RECORDS SHOWN —

:::::

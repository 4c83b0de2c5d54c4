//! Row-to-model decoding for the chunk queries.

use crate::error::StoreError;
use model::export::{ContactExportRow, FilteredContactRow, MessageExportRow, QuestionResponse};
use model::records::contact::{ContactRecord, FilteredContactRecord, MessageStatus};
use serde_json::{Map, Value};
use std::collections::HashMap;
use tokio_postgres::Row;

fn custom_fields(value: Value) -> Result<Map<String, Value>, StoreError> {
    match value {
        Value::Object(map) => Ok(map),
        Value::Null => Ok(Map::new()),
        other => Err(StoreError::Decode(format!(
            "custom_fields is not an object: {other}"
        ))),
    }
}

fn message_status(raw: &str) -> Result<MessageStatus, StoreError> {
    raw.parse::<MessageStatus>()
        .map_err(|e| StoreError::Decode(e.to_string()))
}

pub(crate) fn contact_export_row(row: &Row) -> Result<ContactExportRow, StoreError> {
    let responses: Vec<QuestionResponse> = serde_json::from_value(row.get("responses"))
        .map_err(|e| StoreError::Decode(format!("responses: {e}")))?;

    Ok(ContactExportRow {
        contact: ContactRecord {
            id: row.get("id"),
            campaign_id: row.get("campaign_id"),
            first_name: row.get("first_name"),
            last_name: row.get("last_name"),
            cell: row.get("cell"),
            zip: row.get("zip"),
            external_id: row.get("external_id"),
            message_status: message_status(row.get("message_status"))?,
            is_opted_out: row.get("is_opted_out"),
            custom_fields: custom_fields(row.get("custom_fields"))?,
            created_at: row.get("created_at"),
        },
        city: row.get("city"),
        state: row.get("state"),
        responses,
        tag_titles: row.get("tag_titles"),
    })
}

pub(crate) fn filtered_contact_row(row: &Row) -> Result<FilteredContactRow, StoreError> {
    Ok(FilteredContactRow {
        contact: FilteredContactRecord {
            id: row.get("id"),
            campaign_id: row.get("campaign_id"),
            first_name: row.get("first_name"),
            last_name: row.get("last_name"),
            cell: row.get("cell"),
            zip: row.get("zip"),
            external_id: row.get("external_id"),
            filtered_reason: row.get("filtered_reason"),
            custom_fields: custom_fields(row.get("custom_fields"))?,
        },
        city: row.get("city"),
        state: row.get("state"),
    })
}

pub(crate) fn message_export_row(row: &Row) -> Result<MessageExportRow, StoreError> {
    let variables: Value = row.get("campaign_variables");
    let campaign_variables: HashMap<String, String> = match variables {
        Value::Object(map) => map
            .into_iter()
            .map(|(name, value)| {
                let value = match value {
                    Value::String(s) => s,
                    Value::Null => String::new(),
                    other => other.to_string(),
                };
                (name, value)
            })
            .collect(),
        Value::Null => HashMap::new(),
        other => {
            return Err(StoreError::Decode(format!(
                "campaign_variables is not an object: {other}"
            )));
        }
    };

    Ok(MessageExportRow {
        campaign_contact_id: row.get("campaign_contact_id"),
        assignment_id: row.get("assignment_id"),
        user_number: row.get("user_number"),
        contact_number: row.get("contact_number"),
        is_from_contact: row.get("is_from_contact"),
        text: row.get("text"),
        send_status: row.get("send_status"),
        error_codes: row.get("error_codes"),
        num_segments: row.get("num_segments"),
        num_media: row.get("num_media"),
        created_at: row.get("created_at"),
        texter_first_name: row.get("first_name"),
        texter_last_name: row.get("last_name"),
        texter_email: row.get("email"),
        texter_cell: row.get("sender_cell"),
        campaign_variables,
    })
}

:::::

TASK DESCRIPTION — How many lines of the listing above include the word "crate"? State the number and nothing else.

EXPECTED OUTPUT — 4